I asked Senator Pearce whether he could find it in his heart to approve the “dream act”, which would legalise young adults who were brought to the US by their parents as infants, grew up in America, and now find themselves ineligible for scholarships or employment.
“No, absolutely not. You don’t reward lawbreakers,” Senator Pearce said. “Blame the mom and dad, not me.”
The US needs to accept some blame for the present situation.
More than 23,000 people have been killed in the Mexican president Felipe Calderón’s war on drugs. Calderón accuses the US of feeding the war, by importing drugs and exporting weapons.
“It is as though we have a neighbour next door who is the biggest drug addict in the world,” he said this week.
In the 1970s, US companies built factories along the Mexican side of the border, known as Maquiladoras, to benefit from cheap Mexican labour.
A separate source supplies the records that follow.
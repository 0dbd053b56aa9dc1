use std::fmt;
use std::path::PathBuf;

/// Album bucket shared by every episode recorded before 2007.
pub const PRE_MILLENNIAL_ALBUM: i32 = 1970;

/// First year with its own album.
pub const FIRST_YEARLY_ALBUM: i32 = 2007;

/// Anchor found in the listing page.
#[derive(Debug, Clone, PartialEq, Eq)]
pub struct Link {
    pub url: String,
    pub title: String,
    /// 1-based position among the matched links, in page order.
    pub discovery_index: usize,
}

/// One downloadable episode with its inferred metadata.
#[derive(Debug, Clone, PartialEq, Eq)]
pub struct Episode {
    pub source_url: String,
    pub title: String,
    pub discovery_index: usize,
    /// Last path segment of `source_url`, e.g. `2005-3-talk.mp3`.
    pub derived_name: String,
    pub year: i32,
    pub month: u32,
    pub album: i32,
    /// Assigned by [`crate::ordering::assign_tracks`]; 0 until then.
    pub track: u32,
    pub destination: PathBuf,
}

impl Episode {
    pub fn is_pre_millennial(&self) -> bool {
        self.album == PRE_MILLENNIAL_ALBUM
    }

    /// Album name written to the tag: `"Teishos (2009)"` or
    /// `"Teishos (pre-millennial)"`.
    pub fn album_name(&self, prefix: &str) -> String {
        if self.is_pre_millennial() {
            format!("{} (pre-millennial)", prefix)
        } else {
            format!("{} ({})", prefix, self.year)
        }
    }
}

/// Collapse years before 2007 into the shared pre-millennial bucket.
pub fn album_for_year(year: i32) -> i32 {
    if year < FIRST_YEARLY_ALBUM {
        PRE_MILLENNIAL_ALBUM
    } else {
        year
    }
}

impl fmt::Display for Episode {
    fn fmt(&self, f: &mut fmt::Formatter<'_>) -> fmt::Result {
        write!(
            f,
            "Episode [idx={}, name={}, title={}, year={}, month={}, track={}]",
            self.discovery_index, self.derived_name, self.title, self.year, self.month, self.track
        )
    }
}

#[cfg(test)]
pub(crate) fn sample(discovery_index: usize, year: i32, month: u32) -> Episode {
    let derived_name = format!("{}-{}-talk-{}.mp3", year, month, discovery_index);
    Episode {
        source_url: format!("http://example.com/{}", derived_name),
        title: format!("Talk {}", discovery_index),
        discovery_index,
        destination: PathBuf::from("/tmp").join(year.to_string()).join(&derived_name),
        derived_name,
        year,
        month,
        album: album_for_year(year),
        track: 0,
    }
}
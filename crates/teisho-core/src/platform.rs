use std::path::PathBuf;

const APP_DIR: &str = "teishos";

pub fn config_dir() -> PathBuf {
    // On macOS and Linux, always use ~/.config/teishos/
    // (avoid macOS Application Support folder for consistency)
    #[cfg(unix)]
    {
        dirs::home_dir()
            .unwrap_or_else(|| PathBuf::from("."))
            .join(".config")
            .join(APP_DIR)
    }

    #[cfg(windows)]
    {
        dirs::config_dir()
            .unwrap_or_else(|| PathBuf::from("."))
            .join(APP_DIR)
    }
}

/// Default root for downloaded episodes: `~/teishos`.
pub fn default_target_dir() -> PathBuf {
    dirs::home_dir()
        .unwrap_or_else(|| PathBuf::from("."))
        .join(APP_DIR)
}
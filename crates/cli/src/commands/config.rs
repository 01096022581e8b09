//! Config command - write a starter file or print the effective settings

use anyhow::{Context, Result};
use std::fs::{self, OpenOptions};
use std::io::{ErrorKind, Write};
use std::path::{Path, PathBuf};

use crate::args::{ConfigArgs, ConfigCommands};
use crate::config::AppConfig;

pub async fn execute(args: ConfigArgs, config_path: Option<PathBuf>) -> Result<()> {
    match args.command {
        ConfigCommands::Init { path, force } => write_starter(&path, force),
        ConfigCommands::Show { json } => show_effective(config_path.as_deref(), json),
    }
}

/// Writes the example TOML; without `force` an existing file is never touched.
fn write_starter(path: &Path, force: bool) -> Result<()> {
    if let Some(parent) = path.parent().filter(|p| !p.as_os_str().is_empty()) {
        fs::create_dir_all(parent)
            .with_context(|| format!("Failed to create directory: {}", parent.display()))?;
    }

    let mut options = OpenOptions::new();
    options.write(true);
    if force {
        options.create(true).truncate(true);
    } else {
        options.create_new(true);
    }

    let mut file = match options.open(path) {
        Ok(file) => file,
        Err(e) if e.kind() == ErrorKind::AlreadyExists => anyhow::bail!(
            "Config file already exists: {} (pass --force to replace it)",
            path.display()
        ),
        Err(e) => {
            return Err(e).with_context(|| format!("Failed to create {}", path.display()));
        }
    };
    file.write_all(AppConfig::example_toml().as_bytes())
        .with_context(|| format!("Failed to write config file: {}", path.display()))?;

    let defaults = AppConfig::default();
    tracing::info!(path = %path.display(), "Wrote starter config");
    println!("Created config file: {}", path.display());
    println!("  listing store: {}", defaults.general.store_db_path.display());
    println!("  rulebook:      builtin (set general.rulebook_path to override)");
    println!();
    println!("Check the result with 'listing-guard --config {} doctor'", path.display());

    Ok(())
}

/// Prints the config after file and `LISTING_GUARD__*` environment layering.
fn show_effective(config_path: Option<&Path>, json: bool) -> Result<()> {
    let config = AppConfig::load(config_path)?;

    let rendered = if json {
        serde_json::to_string_pretty(&config)?
    } else {
        toml::to_string_pretty(&config).context("Failed to render configuration as TOML")?
    };
    println!("{}", rendered.trim_end());

    Ok(())
}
Hundreds of thousands of Mexicans flocked to the border to work in the factories. In the 1990s though, the jobs moved to China and the factories shut down – and the jobless Mexicans tried to cross the border.
Arizona has passed five laws targeting Hispanics in six years.
After the outcry over the draconian law she signed, Arizona’s governor Jan Brewer established a $250,000 fund to “rebrand” the state.
“Our image is great!” an unrepentant Senator Pearce told me. “The majority of Americans support us.”
On that point, the senator is right. A poll published by the Washington Post on Thursday shows that 58 per cent of Americans support the Arizona law, which will take effect on July 29th.
Moderate Republican senators such as Lindsey Graham and John McCain, who once supported immigration reform, now oppose it.
“Complete the danged fence,” McCain says in one of his television re-election campaign advertisements. “You’re one of us,” a sheriff from the border zone tells McCain at the end of the same ad.
Joe Penalosa is a Hispanic immigration lawyer in Phoenix who is standing for Congress as a Republican. “I want to bring a voice of reason to the debate,” he said in his office above the immigration court. “If we don’t, we’re going to see Balkanisation – different states with different laws.”
It was Ronald Reagan, the icon of present-day Tea Partiers, who granted the last amnesty to millions of Hispanics in 1986.
“Reagan was a conservative Republican from California, but he was a compassionate man,” Penalosa says.
“Republicans do have a record of trying. McCain pushed. George W Bush sincerely tried. They had Democratic support, but they couldn’t get enough Republicans to join them.”
Democrats from President Obama on down have toughened their language on immigration, they talk about securing the border first, then making sure that illegal immigrants pay a price.
“They’ve got to admit that they broke the law, and pay taxes and pay a penalty, and learn English, and get right before the law – and then get in line and earn their citizenship,” Obama said at a Cinco de Mayo celebration at the White House last month.
The Democratic proposal for “earned legalisation” finds favour with moderate Republicans like Penalosa, but to hardliners, it reeks of “rewarding lawbreakers”.
Resistance to accepting any of the 12 million people who are here without documents remains the biggest obstacle to reform.
In the meantime, Mexican children with bleeding feet continue to cry in the desert.